** MATERIAL FOR THIS TASK follows **

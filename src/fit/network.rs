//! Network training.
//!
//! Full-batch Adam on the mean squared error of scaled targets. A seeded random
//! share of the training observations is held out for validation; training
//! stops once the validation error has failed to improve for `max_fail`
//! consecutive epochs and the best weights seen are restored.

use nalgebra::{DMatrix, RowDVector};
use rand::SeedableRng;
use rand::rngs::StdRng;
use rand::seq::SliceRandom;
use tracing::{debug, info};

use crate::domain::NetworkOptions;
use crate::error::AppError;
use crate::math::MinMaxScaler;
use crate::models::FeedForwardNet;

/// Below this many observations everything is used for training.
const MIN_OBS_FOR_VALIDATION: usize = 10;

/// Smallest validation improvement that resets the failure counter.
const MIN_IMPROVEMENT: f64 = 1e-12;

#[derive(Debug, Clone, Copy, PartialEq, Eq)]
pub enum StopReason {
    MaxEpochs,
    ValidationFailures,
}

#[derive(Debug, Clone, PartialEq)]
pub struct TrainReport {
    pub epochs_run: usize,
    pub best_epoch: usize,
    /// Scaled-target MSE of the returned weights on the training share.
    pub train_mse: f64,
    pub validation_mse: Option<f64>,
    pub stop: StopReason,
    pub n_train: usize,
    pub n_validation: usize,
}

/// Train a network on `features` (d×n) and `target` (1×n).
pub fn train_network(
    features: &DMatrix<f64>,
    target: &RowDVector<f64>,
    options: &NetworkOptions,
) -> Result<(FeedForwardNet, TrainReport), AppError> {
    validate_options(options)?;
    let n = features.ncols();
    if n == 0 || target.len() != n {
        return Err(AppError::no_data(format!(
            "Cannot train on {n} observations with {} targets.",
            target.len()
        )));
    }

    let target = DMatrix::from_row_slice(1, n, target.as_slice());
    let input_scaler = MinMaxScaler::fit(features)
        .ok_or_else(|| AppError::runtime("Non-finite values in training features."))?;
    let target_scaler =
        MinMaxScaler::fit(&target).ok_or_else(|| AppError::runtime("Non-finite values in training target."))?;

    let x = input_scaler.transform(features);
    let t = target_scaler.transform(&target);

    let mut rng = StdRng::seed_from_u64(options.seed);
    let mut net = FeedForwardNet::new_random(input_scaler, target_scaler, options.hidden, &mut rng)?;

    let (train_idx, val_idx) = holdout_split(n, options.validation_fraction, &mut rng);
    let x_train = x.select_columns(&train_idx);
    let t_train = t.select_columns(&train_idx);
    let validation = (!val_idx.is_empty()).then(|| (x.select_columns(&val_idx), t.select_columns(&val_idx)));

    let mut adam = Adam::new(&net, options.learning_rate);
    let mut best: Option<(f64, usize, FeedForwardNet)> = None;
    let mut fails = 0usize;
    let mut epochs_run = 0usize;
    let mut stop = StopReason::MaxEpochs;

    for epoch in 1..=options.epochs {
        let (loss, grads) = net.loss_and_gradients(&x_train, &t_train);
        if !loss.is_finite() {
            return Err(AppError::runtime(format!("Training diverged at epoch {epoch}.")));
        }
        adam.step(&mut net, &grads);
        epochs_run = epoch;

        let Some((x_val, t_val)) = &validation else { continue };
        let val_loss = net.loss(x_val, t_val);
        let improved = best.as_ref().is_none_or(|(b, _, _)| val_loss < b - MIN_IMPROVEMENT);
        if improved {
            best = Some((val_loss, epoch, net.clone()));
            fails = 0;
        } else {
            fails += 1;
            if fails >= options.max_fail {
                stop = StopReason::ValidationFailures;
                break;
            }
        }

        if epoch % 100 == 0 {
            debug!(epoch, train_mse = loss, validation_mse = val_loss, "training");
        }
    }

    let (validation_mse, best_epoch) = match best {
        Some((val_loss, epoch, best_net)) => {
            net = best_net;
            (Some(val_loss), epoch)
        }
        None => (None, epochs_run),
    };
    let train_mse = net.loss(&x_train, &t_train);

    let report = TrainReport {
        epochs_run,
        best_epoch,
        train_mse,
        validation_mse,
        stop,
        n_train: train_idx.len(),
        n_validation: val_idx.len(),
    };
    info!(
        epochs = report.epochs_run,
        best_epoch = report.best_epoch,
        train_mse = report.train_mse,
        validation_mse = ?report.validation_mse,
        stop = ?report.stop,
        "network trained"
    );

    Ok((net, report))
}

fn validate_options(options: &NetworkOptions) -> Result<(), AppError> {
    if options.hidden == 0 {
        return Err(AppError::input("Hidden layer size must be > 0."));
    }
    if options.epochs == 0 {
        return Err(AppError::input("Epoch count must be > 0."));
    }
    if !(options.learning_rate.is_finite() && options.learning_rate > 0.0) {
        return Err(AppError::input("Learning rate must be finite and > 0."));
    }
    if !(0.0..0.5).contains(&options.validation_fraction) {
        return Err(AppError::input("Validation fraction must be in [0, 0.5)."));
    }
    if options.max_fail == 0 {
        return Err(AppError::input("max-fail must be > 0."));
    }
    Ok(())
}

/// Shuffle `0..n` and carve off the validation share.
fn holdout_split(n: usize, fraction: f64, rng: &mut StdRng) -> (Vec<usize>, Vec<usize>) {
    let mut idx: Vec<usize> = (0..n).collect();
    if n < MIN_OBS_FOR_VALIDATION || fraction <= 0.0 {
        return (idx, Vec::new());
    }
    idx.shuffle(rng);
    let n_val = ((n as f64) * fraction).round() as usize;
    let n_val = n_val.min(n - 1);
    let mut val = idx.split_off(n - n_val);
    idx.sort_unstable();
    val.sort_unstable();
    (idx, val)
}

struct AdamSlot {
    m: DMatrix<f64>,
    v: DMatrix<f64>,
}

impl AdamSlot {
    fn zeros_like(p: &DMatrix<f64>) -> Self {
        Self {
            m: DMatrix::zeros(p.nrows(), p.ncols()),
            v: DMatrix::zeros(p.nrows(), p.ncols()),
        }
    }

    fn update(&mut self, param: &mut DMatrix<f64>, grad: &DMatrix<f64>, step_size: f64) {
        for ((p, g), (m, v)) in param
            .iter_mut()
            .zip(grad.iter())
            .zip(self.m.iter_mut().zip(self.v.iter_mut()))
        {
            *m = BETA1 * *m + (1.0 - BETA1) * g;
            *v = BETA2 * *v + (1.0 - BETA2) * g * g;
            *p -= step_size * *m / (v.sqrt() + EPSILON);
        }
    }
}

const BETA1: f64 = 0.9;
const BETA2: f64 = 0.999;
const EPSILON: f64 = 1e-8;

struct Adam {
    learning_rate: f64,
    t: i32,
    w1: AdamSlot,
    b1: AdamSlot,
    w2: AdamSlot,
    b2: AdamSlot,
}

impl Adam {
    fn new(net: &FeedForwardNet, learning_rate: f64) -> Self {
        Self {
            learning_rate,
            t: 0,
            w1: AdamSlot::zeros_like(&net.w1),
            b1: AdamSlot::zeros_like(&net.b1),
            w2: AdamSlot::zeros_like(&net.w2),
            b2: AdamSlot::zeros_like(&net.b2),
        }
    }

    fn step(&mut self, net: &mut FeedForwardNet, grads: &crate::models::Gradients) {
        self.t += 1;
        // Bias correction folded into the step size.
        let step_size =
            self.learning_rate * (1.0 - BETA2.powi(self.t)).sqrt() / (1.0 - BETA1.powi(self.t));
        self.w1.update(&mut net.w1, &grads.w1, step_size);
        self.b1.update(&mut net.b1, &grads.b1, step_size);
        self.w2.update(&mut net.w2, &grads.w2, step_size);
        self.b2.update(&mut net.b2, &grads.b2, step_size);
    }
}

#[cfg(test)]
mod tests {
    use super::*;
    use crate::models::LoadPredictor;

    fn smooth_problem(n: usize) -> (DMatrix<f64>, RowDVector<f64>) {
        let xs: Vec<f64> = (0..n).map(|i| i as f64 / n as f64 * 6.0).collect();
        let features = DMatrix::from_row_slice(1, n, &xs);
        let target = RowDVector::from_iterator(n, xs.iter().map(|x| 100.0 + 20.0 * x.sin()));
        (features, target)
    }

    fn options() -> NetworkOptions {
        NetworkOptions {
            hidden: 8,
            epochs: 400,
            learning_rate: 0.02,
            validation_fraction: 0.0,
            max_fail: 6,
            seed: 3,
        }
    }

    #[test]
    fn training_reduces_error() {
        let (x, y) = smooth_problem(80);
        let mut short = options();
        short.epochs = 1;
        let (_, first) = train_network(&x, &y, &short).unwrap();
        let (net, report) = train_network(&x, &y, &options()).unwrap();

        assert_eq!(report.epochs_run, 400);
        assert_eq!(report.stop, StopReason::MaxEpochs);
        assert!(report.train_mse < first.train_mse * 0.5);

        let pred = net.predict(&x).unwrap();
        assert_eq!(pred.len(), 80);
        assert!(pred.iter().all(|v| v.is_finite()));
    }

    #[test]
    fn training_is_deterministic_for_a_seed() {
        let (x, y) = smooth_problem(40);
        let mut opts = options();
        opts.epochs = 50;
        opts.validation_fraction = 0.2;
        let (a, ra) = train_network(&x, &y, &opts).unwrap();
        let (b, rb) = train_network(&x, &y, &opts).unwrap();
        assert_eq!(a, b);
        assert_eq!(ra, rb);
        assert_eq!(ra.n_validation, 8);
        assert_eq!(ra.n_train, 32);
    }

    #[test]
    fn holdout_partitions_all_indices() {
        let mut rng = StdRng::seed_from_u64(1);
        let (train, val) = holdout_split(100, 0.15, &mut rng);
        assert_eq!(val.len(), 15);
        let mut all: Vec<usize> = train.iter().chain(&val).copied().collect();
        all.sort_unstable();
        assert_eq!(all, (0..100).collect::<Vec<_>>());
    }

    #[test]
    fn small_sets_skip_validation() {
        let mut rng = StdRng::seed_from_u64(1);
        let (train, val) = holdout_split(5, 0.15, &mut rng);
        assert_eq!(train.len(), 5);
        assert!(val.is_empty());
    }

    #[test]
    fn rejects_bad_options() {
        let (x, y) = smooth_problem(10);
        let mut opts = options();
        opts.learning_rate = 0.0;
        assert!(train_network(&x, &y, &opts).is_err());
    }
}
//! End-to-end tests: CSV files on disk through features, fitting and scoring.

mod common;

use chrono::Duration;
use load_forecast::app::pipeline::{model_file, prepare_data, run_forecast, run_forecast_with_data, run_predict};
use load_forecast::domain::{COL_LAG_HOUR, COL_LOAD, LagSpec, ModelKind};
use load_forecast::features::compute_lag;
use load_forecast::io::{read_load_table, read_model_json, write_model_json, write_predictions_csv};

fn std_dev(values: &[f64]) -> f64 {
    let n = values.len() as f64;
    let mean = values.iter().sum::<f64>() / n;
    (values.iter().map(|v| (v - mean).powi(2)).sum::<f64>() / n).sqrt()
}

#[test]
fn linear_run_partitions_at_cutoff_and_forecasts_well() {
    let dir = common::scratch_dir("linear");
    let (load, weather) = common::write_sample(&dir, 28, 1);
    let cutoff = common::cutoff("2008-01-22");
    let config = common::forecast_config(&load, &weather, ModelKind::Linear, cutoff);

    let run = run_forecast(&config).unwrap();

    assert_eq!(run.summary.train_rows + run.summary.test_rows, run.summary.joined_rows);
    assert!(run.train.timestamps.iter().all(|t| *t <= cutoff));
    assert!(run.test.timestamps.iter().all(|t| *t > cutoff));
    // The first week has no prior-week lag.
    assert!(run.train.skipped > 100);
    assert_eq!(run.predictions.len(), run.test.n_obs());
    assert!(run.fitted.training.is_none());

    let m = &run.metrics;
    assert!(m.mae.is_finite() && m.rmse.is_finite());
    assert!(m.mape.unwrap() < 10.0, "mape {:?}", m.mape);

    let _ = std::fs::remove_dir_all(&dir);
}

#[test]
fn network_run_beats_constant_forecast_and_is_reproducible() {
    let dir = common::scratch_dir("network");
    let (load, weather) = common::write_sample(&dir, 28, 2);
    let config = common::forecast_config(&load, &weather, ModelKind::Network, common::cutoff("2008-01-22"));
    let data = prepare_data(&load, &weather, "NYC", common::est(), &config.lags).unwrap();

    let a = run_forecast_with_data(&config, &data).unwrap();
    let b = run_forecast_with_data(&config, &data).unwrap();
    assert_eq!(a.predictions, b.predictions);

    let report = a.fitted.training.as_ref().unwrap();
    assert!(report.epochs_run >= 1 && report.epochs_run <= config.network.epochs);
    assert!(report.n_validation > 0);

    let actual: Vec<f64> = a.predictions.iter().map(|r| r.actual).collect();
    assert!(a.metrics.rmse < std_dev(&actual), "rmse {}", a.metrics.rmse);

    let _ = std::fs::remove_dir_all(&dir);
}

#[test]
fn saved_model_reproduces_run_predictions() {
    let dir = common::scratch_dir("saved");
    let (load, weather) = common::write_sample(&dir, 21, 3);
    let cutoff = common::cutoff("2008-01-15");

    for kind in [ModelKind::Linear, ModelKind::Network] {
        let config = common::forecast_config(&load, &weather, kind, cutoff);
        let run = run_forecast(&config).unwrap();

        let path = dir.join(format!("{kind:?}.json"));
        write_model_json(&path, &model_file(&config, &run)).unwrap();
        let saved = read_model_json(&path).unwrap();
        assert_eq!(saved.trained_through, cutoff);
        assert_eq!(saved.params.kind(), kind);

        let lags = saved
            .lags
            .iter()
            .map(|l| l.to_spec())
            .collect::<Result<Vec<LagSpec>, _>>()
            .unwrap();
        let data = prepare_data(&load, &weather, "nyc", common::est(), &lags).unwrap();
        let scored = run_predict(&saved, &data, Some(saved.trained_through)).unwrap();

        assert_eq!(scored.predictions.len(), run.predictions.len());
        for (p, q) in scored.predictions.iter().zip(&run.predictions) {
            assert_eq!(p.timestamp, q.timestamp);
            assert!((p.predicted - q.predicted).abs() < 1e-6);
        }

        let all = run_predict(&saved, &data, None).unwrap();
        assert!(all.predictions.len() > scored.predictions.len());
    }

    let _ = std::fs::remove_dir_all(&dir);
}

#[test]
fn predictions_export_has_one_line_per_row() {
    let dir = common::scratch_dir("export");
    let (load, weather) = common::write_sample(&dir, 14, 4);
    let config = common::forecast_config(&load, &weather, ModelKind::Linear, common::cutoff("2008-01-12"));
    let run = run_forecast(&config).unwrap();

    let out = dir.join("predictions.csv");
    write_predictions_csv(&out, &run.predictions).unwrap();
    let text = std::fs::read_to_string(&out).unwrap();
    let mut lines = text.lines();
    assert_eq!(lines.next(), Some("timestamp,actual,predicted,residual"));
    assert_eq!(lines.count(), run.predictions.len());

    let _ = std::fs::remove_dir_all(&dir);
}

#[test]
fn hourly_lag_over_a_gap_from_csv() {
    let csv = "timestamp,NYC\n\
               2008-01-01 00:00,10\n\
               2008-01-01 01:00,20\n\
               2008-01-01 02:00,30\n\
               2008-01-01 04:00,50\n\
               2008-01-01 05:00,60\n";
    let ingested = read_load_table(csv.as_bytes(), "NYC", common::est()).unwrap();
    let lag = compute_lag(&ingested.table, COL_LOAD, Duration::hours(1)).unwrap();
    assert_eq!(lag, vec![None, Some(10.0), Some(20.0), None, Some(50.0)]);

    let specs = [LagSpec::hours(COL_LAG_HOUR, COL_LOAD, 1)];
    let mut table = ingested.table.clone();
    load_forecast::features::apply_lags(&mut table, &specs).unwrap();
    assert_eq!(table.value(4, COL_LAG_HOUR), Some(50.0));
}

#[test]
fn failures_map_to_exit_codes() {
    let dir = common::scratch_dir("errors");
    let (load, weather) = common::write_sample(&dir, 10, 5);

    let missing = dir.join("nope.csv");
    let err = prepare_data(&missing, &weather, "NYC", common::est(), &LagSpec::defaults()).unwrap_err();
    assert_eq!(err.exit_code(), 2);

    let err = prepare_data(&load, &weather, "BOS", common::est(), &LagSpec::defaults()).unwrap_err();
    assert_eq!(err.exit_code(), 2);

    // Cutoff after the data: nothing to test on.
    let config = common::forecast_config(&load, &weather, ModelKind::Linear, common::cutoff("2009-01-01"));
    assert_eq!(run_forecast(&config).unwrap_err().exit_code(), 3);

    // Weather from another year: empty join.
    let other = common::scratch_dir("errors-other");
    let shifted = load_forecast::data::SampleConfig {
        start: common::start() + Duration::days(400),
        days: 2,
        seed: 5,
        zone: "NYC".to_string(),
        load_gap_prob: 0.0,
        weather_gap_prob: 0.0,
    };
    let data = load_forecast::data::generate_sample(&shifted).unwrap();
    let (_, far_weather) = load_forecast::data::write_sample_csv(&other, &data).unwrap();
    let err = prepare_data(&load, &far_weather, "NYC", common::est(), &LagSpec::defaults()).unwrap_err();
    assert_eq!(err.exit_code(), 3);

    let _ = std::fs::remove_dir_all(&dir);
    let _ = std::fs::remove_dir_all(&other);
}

** End of MATERIAL FOR THIS TASK **

= PROMPT =
Nothing but the lines from the one holding "let (_, far_weather)" to the end of the entries should be output, each exactly as it appears.

= FINISHED TASK =
    let (_, far_weather) = load_forecast::data::write_sample_csv(&other, &data).unwrap();
    let err = prepare_data(&load, &far_weather, "NYC", common::est(), &LagSpec::defaults()).unwrap_err();
    assert_eq!(err.exit_code(), 3);

    let _ = std::fs::remove_dir_all(&dir);
    let _ = std::fs::remove_dir_all(&other);
}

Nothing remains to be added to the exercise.